Start of Data shown
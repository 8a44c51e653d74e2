use std::fmt::Display;
use std::num::IntErrorKind;

use chrono::{NaiveDate, NaiveDateTime, NaiveTime};
use regex::{Regex, RegexBuilder};

use crate::ConversionError;

lazy_static::lazy_static! {
    // Longest integer prefix accepted by `stob`; anything after it is ignored.
    static ref INT_PREFIX: Regex = Regex::new(r"(?-u)^\s*([+-]?\d+)").unwrap();
    static ref NON_FINITE: Regex = RegexBuilder::new(r"^[+-]?(?:inf|infinity|nan)$")
        .case_insensitive(true)
        .build()
        .unwrap();
}

const DATE_FORMATS: &[&str] = &[
    "%Y-%m-%d", // 2024-12-27
    "%Y/%m/%d", // 2024/12/27
    "%d/%m/%Y", // 27/12/2024
    "%d-%b-%Y", // 27-Dec-2024
];

const TIME_FORMATS: &[&str] = &[
    "%H:%M:%S",    // 19:57:55
    "%H:%M",       // 19:57
    "%I:%M:%S %p", // 07:57:55 PM
    "%I:%M %p",    // 07:57 PM
];

const DATETIME_FORMATS: &[&str] = &[
    "%Y-%m-%d %H:%M:%S",    // 2024-12-27 19:57:55
    "%Y-%m-%dT%H:%M:%S",    // 2024-12-27T19:57:55
    "%Y-%m-%d %H:%M:%S%.f", // 2024-12-27 19:57:55.250
    "%Y-%m-%dT%H:%M:%S%.f", // 2024-12-27T19:57:55.250
    "%Y-%m-%d %H:%M",       // 2024-12-27 19:57
    "%d/%m/%Y %H:%M:%S",    // 27/12/2024 19:57:55
];

/// Conversion from an option value into a destination type.
///
/// Implementations either produce the whole value or fail; there is no
/// partial result.
pub trait Coerce: Sized {
    fn coerce(value: &str) -> Result<Self, ConversionError>;
}

// Leading blanks as C `isspace` sees them; `char::is_ascii_whitespace` misses \x0b.
fn skip_space(value: &str) -> &str {
    value.trim_start_matches([' ', '\t', '\n', '\x0b', '\x0c', '\r'])
}

fn invalid(target: &'static str, value: &str) -> ConversionError {
    ConversionError::InvalidLiteral {
        target,
        value: value.to_string(),
    }
}

fn out_of_range(target: &'static str, value: &str) -> ConversionError {
    ConversionError::OutOfRange {
        target,
        value: value.to_string(),
    }
}

macro_rules! coerce_int {
    ($($ty:ty),* $(,)?) => {$(
        impl Coerce for $ty {
            fn coerce(value: &str) -> Result<Self, ConversionError> {
                skip_space(value).parse::<$ty>().map_err(|e| match e.kind() {
                    IntErrorKind::PosOverflow | IntErrorKind::NegOverflow => {
                        out_of_range(stringify!($ty), value)
                    }
                    _ => invalid(stringify!($ty), value),
                })
            }
        }
    )*};
}

coerce_int!(i8, i16, i32, i64, i128, isize, u8, u16, u32, u64, u128, usize);

macro_rules! coerce_float {
    ($($ty:ty),* $(,)?) => {$(
        impl Coerce for $ty {
            fn coerce(value: &str) -> Result<Self, ConversionError> {
                let literal = skip_space(value);
                let parsed = literal
                    .parse::<$ty>()
                    .map_err(|_| invalid(stringify!($ty), value))?;
                if parsed.is_infinite() && !NON_FINITE.is_match(literal) {
                    return Err(out_of_range(stringify!($ty), value));
                }
                Ok(parsed)
            }
        }
    )*};
}

coerce_float!(f32, f64);

impl Coerce for bool {
    fn coerce(value: &str) -> Result<Self, ConversionError> {
        Ok(stob(value))
    }
}

impl Coerce for String {
    fn coerce(value: &str) -> Result<Self, ConversionError> {
        Ok(value.to_string())
    }
}

impl<T: Coerce> Coerce for Option<T> {
    fn coerce(value: &str) -> Result<Self, ConversionError> {
        T::coerce(value).map(Some)
    }
}

fn parse_with_formats<T>(
    target: &'static str,
    value: &str,
    formats: &[&str],
    parse: impl Fn(&str, &str) -> chrono::ParseResult<T>,
) -> Result<T, ConversionError> {
    let literal = skip_space(value);
    formats
        .iter()
        .find_map(|format| parse(literal, format).ok())
        .ok_or_else(|| invalid(target, value))
}

impl Coerce for NaiveDate {
    fn coerce(value: &str) -> Result<Self, ConversionError> {
        parse_with_formats("date", value, DATE_FORMATS, NaiveDate::parse_from_str)
    }
}

impl Coerce for NaiveTime {
    fn coerce(value: &str) -> Result<Self, ConversionError> {
        parse_with_formats("time", value, TIME_FORMATS, NaiveTime::parse_from_str)
    }
}

impl Coerce for NaiveDateTime {
    fn coerce(value: &str) -> Result<Self, ConversionError> {
        parse_with_formats("datetime", value, DATETIME_FORMATS, NaiveDateTime::parse_from_str)
    }
}

/// Best-effort boolean reading of an option value.
///
/// `yes`, `y` and `true` (any case) are true, as is any value starting with a
/// nonzero 32-bit integer. Everything else is false; this never fails.
pub fn stob(value: &str) -> bool {
    let upper = value.to_ascii_uppercase();
    if upper == "YES" || upper == "Y" || upper == "TRUE" {
        return true;
    }
    INT_PREFIX
        .captures(&upper)
        .and_then(|caps| caps[1].parse::<i32>().ok())
        .is_some_and(|n| n != 0)
}

/// Converts `value` and stores it in `dest`. On error `dest` is left as it was.
pub fn define<T: Coerce>(dest: &mut T, value: &str) -> Result<(), ConversionError> {
    *dest = T::coerce(value)?;
    Ok(())
}

/// Stores `f(value)` in `dest`.
pub fn transform<T, F>(dest: &mut T, value: &str, f: F)
where
    F: FnOnce(&str) -> T,
{
    *dest = f(value);
}

/// Like [`transform`], for conversions that can fail.
pub fn try_transform<T, F, E>(dest: &mut T, value: &str, f: F) -> Result<(), ConversionError>
where
    F: FnOnce(&str) -> Result<T, E>,
    E: Display,
{
    *dest = f(value).map_err(|e| ConversionError::Custom {
        value: value.to_string(),
        message: e.to_string(),
    })?;
    Ok(())
}

/// Builds the destination directly from the value string.
pub fn object<T>(dest: &mut T, value: &str)
where
    T: for<'a> From<&'a str>,
{
    *dest = T::from(value);
}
End of Data shown
**Requirement**
Repeat the material word for word, in full.

**Written reply**
repository 8a44c51e653d74e2
use std::fmt::Display;
use std::num::IntErrorKind;

use chrono::{NaiveDate, NaiveDateTime, NaiveTime};
use regex::{Regex, RegexBuilder};

use crate::ConversionError;

lazy_static::lazy_static! {
    // Longest integer prefix accepted by `stob`; anything after it is ignored.
    static ref INT_PREFIX: Regex = Regex::new(r"(?-u)^\s*([+-]?\d+)").unwrap();
    static ref NON_FINITE: Regex = RegexBuilder::new(r"^[+-]?(?:inf|infinity|nan)$")
        .case_insensitive(true)
        .build()
        .unwrap();
}

const DATE_FORMATS: &[&str] = &[
    "%Y-%m-%d", // 2024-12-27
    "%Y/%m/%d", // 2024/12/27
    "%d/%m/%Y", // 27/12/2024
    "%d-%b-%Y", // 27-Dec-2024
];

const TIME_FORMATS: &[&str] = &[
    "%H:%M:%S",    // 19:57:55
    "%H:%M",       // 19:57
    "%I:%M:%S %p", // 07:57:55 PM
    "%I:%M %p",    // 07:57 PM
];

const DATETIME_FORMATS: &[&str] = &[
    "%Y-%m-%d %H:%M:%S",    // 2024-12-27 19:57:55
    "%Y-%m-%dT%H:%M:%S",    // 2024-12-27T19:57:55
    "%Y-%m-%d %H:%M:%S%.f", // 2024-12-27 19:57:55.250
    "%Y-%m-%dT%H:%M:%S%.f", // 2024-12-27T19:57:55.250
    "%Y-%m-%d %H:%M",       // 2024-12-27 19:57
    "%d/%m/%Y %H:%M:%S",    // 27/12/2024 19:57:55
];

/// Conversion from an option value into a destination type.
///
/// Implementations either produce the whole value or fail; there is no
/// partial result.
pub trait Coerce: Sized {
    fn coerce(value: &str) -> Result<Self, ConversionError>;
}

// Leading blanks as C `isspace` sees them; `char::is_ascii_whitespace` misses \x0b.
fn skip_space(value: &str) -> &str {
    value.trim_start_matches([' ', '\t', '\n', '\x0b', '\x0c', '\r'])
}

fn invalid(target: &'static str, value: &str) -> ConversionError {
    ConversionError::InvalidLiteral {
        target,
        value: value.to_string(),
    }
}

fn out_of_range(target: &'static str, value: &str) -> ConversionError {
    ConversionError::OutOfRange {
        target,
        value: value.to_string(),
    }
}

macro_rules! coerce_int {
    ($($ty:ty),* $(,)?) => {$(
        impl Coerce for $ty {
            fn coerce(value: &str) -> Result<Self, ConversionError> {
                skip_space(value).parse::<$ty>().map_err(|e| match e.kind() {
                    IntErrorKind::PosOverflow | IntErrorKind::NegOverflow => {
                        out_of_range(stringify!($ty), value)
                    }
                    _ => invalid(stringify!($ty), value),
                })
            }
        }
    )*};
}

coerce_int!(i8, i16, i32, i64, i128, isize, u8, u16, u32, u64, u128, usize);

macro_rules! coerce_float {
    ($($ty:ty),* $(,)?) => {$(
        impl Coerce for $ty {
            fn coerce(value: &str) -> Result<Self, ConversionError> {
                let literal = skip_space(value);
                let parsed = literal
                    .parse::<$ty>()
                    .map_err(|_| invalid(stringify!($ty), value))?;
                if parsed.is_infinite() && !NON_FINITE.is_match(literal) {
                    return Err(out_of_range(stringify!($ty), value));
                }
                Ok(parsed)
            }
        }
    )*};
}

coerce_float!(f32, f64);

impl Coerce for bool {
    fn coerce(value: &str) -> Result<Self, ConversionError> {
        Ok(stob(value))
    }
}

impl Coerce for String {
    fn coerce(value: &str) -> Result<Self, ConversionError> {
        Ok(value.to_string())
    }
}

impl<T: Coerce> Coerce for Option<T> {
    fn coerce(value: &str) -> Result<Self, ConversionError> {
        T::coerce(value).map(Some)
    }
}

fn parse_with_formats<T>(
    target: &'static str,
    value: &str,
    formats: &[&str],
    parse: impl Fn(&str, &str) -> chrono::ParseResult<T>,
) -> Result<T, ConversionError> {
    let literal = skip_space(value);
    formats
        .iter()
        .find_map(|format| parse(literal, format).ok())
        .ok_or_else(|| invalid(target, value))
}

impl Coerce for NaiveDate {
    fn coerce(value: &str) -> Result<Self, ConversionError> {
        parse_with_formats("date", value, DATE_FORMATS, NaiveDate::parse_from_str)
    }
}

impl Coerce for NaiveTime {
    fn coerce(value: &str) -> Result<Self, ConversionError> {
        parse_with_formats("time", value, TIME_FORMATS, NaiveTime::parse_from_str)
    }
}

impl Coerce for NaiveDateTime {
    fn coerce(value: &str) -> Result<Self, ConversionError> {
        parse_with_formats("datetime", value, DATETIME_FORMATS, NaiveDateTime::parse_from_str)
    }
}

/// Best-effort boolean reading of an option value.
///
/// `yes`, `y` and `true` (any case) are true, as is any value starting with a
/// nonzero 32-bit integer. Everything else is false; this never fails.
pub fn stob(value: &str) -> bool {
    let upper = value.to_ascii_uppercase();
    if upper == "YES" || upper == "Y" || upper == "TRUE" {
        return true;
    }
    INT_PREFIX
        .captures(&upper)
        .and_then(|caps| caps[1].parse::<i32>().ok())
        .is_some_and(|n| n != 0)
}

/// Converts `value` and stores it in `dest`. On error `dest` is left as it was.
pub fn define<T: Coerce>(dest: &mut T, value: &str) -> Result<(), ConversionError> {
    *dest = T::coerce(value)?;
    Ok(())
}

/// Stores `f(value)` in `dest`.
pub fn transform<T, F>(dest: &mut T, value: &str, f: F)
where
    F: FnOnce(&str) -> T,
{
    *dest = f(value);
}

/// Like [`transform`], for conversions that can fail.
pub fn try_transform<T, F, E>(dest: &mut T, value: &str, f: F) -> Result<(), ConversionError>
where
    F: FnOnce(&str) -> Result<T, E>,
    E: Display,
{
    *dest = f(value).map_err(|e| ConversionError::Custom {
        value: value.to_string(),
        message: e.to_string(),
    })?;
    Ok(())
}

/// Builds the destination directly from the value string.
pub fn object<T>(dest: &mut T, value: &str)
where
    T: for<'a> From<&'a str>,
{
    *dest = T::from(value);
}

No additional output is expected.